(INSTRUCTIONS FOR THE TASK) Pull each line containing "derive" out of the data and copy it.

(DATA LISTING)
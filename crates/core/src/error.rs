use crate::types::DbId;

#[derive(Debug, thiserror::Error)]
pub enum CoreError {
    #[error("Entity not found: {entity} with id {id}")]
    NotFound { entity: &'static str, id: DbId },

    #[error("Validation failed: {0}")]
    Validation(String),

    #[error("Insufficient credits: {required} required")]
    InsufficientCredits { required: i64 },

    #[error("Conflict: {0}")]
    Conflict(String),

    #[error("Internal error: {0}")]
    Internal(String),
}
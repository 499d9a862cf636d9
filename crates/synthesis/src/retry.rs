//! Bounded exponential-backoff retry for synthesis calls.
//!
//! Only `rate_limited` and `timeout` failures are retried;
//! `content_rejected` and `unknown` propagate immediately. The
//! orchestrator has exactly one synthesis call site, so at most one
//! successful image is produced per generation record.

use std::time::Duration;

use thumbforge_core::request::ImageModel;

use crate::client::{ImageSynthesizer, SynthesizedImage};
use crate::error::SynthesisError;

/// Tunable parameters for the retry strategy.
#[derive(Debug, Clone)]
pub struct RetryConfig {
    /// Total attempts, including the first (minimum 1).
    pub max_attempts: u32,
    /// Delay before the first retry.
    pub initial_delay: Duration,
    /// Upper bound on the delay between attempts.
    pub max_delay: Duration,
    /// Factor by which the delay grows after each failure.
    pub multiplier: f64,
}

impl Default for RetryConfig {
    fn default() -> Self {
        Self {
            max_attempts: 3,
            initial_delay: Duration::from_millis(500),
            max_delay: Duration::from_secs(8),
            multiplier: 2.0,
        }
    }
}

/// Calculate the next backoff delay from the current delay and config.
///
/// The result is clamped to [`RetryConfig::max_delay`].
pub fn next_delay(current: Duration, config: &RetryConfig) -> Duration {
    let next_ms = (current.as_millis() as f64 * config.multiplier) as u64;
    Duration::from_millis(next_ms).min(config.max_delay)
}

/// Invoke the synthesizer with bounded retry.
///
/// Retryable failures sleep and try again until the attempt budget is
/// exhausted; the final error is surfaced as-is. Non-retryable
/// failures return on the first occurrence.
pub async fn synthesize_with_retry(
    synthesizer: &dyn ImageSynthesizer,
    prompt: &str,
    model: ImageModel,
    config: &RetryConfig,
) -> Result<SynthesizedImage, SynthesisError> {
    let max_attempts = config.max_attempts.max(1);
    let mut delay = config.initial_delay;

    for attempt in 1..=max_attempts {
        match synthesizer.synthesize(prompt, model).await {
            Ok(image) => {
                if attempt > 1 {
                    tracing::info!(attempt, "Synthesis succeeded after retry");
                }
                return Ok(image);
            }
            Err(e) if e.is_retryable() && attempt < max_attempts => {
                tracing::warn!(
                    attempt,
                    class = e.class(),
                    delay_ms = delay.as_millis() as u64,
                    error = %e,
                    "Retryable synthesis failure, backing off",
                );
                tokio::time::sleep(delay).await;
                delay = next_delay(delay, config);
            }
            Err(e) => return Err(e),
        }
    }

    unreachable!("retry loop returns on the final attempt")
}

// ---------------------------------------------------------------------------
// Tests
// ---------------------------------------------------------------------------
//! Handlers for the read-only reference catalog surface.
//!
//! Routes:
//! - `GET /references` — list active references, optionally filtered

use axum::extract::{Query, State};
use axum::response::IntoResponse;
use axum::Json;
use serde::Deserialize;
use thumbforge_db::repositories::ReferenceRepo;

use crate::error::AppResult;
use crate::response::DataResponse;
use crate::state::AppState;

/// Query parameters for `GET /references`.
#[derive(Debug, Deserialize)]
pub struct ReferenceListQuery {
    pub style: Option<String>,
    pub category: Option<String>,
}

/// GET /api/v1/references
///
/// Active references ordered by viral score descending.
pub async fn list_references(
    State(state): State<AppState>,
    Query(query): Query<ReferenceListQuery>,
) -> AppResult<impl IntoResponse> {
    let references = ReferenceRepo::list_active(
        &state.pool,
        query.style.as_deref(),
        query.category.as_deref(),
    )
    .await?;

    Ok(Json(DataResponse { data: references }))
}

(EXPECTED ANSWER)
#[derive(Debug, thiserror::Error)]
#[derive(Debug, Clone)]
#[derive(Debug, Deserialize)]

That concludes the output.